The vulnerability exists due to improper input validation on filenames used in PHP include or require statements. An attacker can manipulate input parameters, such as a URL query string, to include directory traversal sequences (../). This tricks the application into including and displaying the contents of arbitrary files from the server's local file system, rather than the intended file. Successful exploitation allows an attacker to read sensitive files like /etc/passwd, application configuration files containing database credentials, or server logs.

This vulnerability is rated as High severity with a CVSS score of 8.2. Exploitation could lead to a significant data breach through the unauthorized disclosure of sensitive information, including customer data, intellectual property, and system credentials. The exposure of configuration files could provide an attacker with the necessary information to escalate their privileges or pivot to other systems within the network. This can result in severe financial loss, reputational damage, and regulatory penalties.
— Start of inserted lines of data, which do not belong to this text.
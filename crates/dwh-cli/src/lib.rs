//! Orchestration for the sales warehouse pipeline.
//!
//! [`pipeline::run_pipeline`] drives load, cleanse, model, and publish in
//! strict order. The `dwh` binary wraps it with argument parsing, logging
//! setup, and a summary table.

pub mod logging;
pub mod pipeline;
pub mod summary;
pub mod types;

pub use pipeline::{PipelineConfig, run_pipeline};
pub use types::{EntitySummary, PipelineResult};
Immediate Action: Apply the security updates provided by the vendor immediately across all affected products. After patching, review web server access logs for any signs of past exploitation attempts, such as unusual requests containing file path traversal characters.

Proactive Monitoring: System administrators should actively monitor web server logs for requests containing directory traversal patterns (e.g., ../, ..%2f, ..\\). Implement file integrity monitoring on critical system and application files to detect unauthorized access or changes. Monitor for outbound network traffic to unusual destinations, which could indicate data exfiltration.
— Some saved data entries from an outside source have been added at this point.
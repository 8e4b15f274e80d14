//! Raw extract loading.
//!
//! This crate reads source extracts (CSV files) into source-shaped staging
//! tables without interpreting any value.
//!
//! # Features
//!
//! - **Source Catalog**: Static mapping of entity to extract location
//! - **Layout Checks**: Header field count and names verified per entity
//! - **Staging**: Whole-table replacement after a complete read
//!
//! # Example
//!
//! ```ignore
//! use dwh_ingest::{LoaderOptions, RawLoader, SourceCatalog};
//! use dwh_model::Entity;
//!
//! let mut loader = RawLoader::new(SourceCatalog::new("datasets"), LoaderOptions::default());
//! let result = loader.load(Entity::Customer)?;
//! println!("{} rows in {} ms", result.row_count, result.duration_ms);
//! ```

mod catalog;
mod csv;
mod error;
mod loader;
mod staging;

// === Error Types ===
pub use error::{IngestError, Result};

// === Source Catalog ===
pub use catalog::SourceCatalog;

// === CSV Reading ===
pub use crate::csv::{check_header, normalize_header, read_staged, validate_encoding};

// === Loading ===
pub use loader::{LoadFailure, LoadReport, LoadResult, LoaderOptions, RawLoader};
pub use staging::{StagedRows, StagingArea};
Compensating Controls: If immediate patching is not feasible, implement a Web Application Firewall (WAF) with rules specifically designed to detect and block Local File Inclusion and directory traversal attacks. Additionally, harden server configurations by restricting the web server's file system permissions to the absolute minimum required for operation and ensure PHP's open_basedir directive is configured to limit the files that can be accessed.

Public Exploit Available: false

Given the high CVSS score of 8.2 and the potential for sensitive data exposure, it is strongly recommended that organizations prioritize the immediate application of the vendor-supplied security patches. Although this CVE is not currently listed on the CISA KEV list, its high severity makes it a prime target for opportunistic attackers. Organizations should treat this as a critical finding and act swiftly to mitigate the risk of a potential system compromise or data breach.